While he’s an eager adopter of smart devices in his home, Nieto isn’t blind to the privacy concerns.
He’s taken a few steps to make sure his family’s exposure to privacy worries is as limited as possible.
In addition to using guest profiles separate from his family’s usual accounts to sign up for and log into the devices, they’re also strategically placed away from bedrooms and in more crowded areas of the home where sensitive conversations are less likely to occur.
“There are steps that … we can take to protect and safeguard those things that are precious to us,” Nieto says.
Johnson says that Canadians like Nieto are waking up to the dangers of passive data collection on privacy security.
“We’ve seen an increasing awareness of the ways that having one’s data collected can lead to it being out of your control,” he says.
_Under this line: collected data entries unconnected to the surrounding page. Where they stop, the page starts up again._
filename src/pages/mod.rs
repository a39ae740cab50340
pub mod home;
pub mod not_found;
//! Pinecone vector index integration.

use crate::processing::Record;
use async_trait::async_trait;

pub mod client;
pub mod types;

pub use client::PineconeService;
pub use types::{IndexMatch, PineconeError, QueryRequest};

/// Interface implemented by vector index backends.
#[async_trait]
pub trait VectorIndex: Send + Sync {
    /// Insert or overwrite one record, keyed by its id.
    async fn upsert(&self, record: &Record) -> Result<(), PineconeError>;

    /// Return up to `top_k` nearest matches for the request vector.
    async fn query(&self, request: &QueryRequest) -> Result<Vec<IndexMatch>, PineconeError>;
}
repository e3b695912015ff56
use chrono::{DateTime, SecondsFormat, Utc};
use std::sync::Mutex;
use std::sync::atomic::{AtomicU64, Ordering};

/// Thread-safe counters describing ingestion activity.
#[derive(Default)]
pub struct IngestMetrics {
    runs_completed: AtomicU64,
    runs_rejected: AtomicU64,
    documents_upserted: AtomicU64,
    documents_skipped: AtomicU64,
    last_run_at: Mutex<Option<DateTime<Utc>>>,
}

impl IngestMetrics {
    /// Create an empty metrics accumulator.
    pub fn new() -> Self {
        Self::default()
    }

    /// Record a document whose record reached the index.
    pub fn record_upsert(&self) {
        self.documents_upserted.fetch_add(1, Ordering::Relaxed);
    }

    /// Record a document dropped from the current run.
    pub fn record_skip(&self) {
        self.documents_skipped.fetch_add(1, Ordering::Relaxed);
    }

    /// Record a run turned away because another run was in progress.
    pub fn record_rejected_run(&self) {
        self.runs_rejected.fetch_add(1, Ordering::Relaxed);
    }

    /// Record the completion of a run.
    pub fn record_run_completed(&self) {
        self.runs_completed.fetch_add(1, Ordering::Relaxed);
        if let Ok(mut last) = self.last_run_at.lock() {
            *last = Some(Utc::now());
        }
    }

    /// Return a snapshot of the current counters.
    pub fn snapshot(&self) -> MetricsSnapshot {
        let last_run_at = self
            .last_run_at
            .lock()
            .ok()
            .and_then(|last| *last)
            .map(|at| at.to_rfc3339_opts(SecondsFormat::Secs, true));

        MetricsSnapshot {
            runs_completed: self.runs_completed.load(Ordering::Relaxed),
            runs_rejected: self.runs_rejected.load(Ordering::Relaxed),
            documents_upserted: self.documents_upserted.load(Ordering::Relaxed),
            documents_skipped: self.documents_skipped.load(Ordering::Relaxed),
            last_run_at,
        }
    }
}

/// Immutable view of ingestion counters used for reporting.
#[derive(Debug, Clone, PartialEq, Eq, serde::Serialize)]
pub struct MetricsSnapshot {
    /// Runs that went through the whole document list since startup.
    pub runs_completed: u64,
    /// Runs refused because another run was still executing.
    pub runs_rejected: u64,
    /// Documents whose record was upserted into the index.
    pub documents_upserted: u64,
    /// Documents skipped after an extraction, embedding, or store failure.
    pub documents_skipped: u64,
    /// RFC 3339 timestamp of the last completed run.
    #[serde(skip_serializing_if = "Option::is_none")]
    pub last_run_at: Option<String>,
}

#[cfg(test)]
mod tests {
    use super::*;

    #[test]
    fn records_documents_and_runs() {
        let metrics = IngestMetrics::new();
        metrics.record_upsert();
        metrics.record_upsert();
        metrics.record_skip();
        metrics.record_rejected_run();
        metrics.record_run_completed();

        let snapshot = metrics.snapshot();
        assert_eq!(snapshot.documents_upserted, 2);
        assert_eq!(snapshot.documents_skipped, 1);
        assert_eq!(snapshot.runs_rejected, 1);
        assert_eq!(snapshot.runs_completed, 1);
        assert!(snapshot.last_run_at.is_some());
    }

    #[test]
    fn snapshot_starts_empty() {
        let snapshot = IngestMetrics::new().snapshot();
        assert_eq!(snapshot.runs_completed, 0);
        assert_eq!(snapshot.documents_upserted, 0);
        assert!(snapshot.last_run_at.is_none());
    }
}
“Anyone who has ever clicked ‘I agree’ on a privacy policy or a terms of service knows that these are not always followed in the spirit or necessarily even in the letter. And so as valuable as our privacy laws are, we still need to take an active role in controlling our own privacy.”
Strategies like putting smart devices into more crowded areas like Nieto has done are “absolutely” ways to mitigate the privacy impact of this technology, Johnson says, but it’s hard to ensure that everything you say in the space won’t be sensitive.
He says a good habit is to request your own data be deleted from servers that host your devices. Do this every six months for most devices, he recommends, but more sensitive data collectors like smart speakers should be purged every month.
Like Nieto, he adds that setting up smart home devices on separate Wi-Fi networks and using guest accounts can make it so that if one piece of tech is compromised, the access doesn’t spread to sensitive information.
And while the smart functionality might be convenient for some, Johnson recommends seeing if you can turn off the “smart mode” on devices that you’re not using for internet, thus preventing the data from ever leaving your home.
“It is an area where people need to be, I think, more conscious, not just of the risks, but of all of the different ways that the things in our lives are collecting data about us and the things that we can do to limit the impact of that data collection,” he says.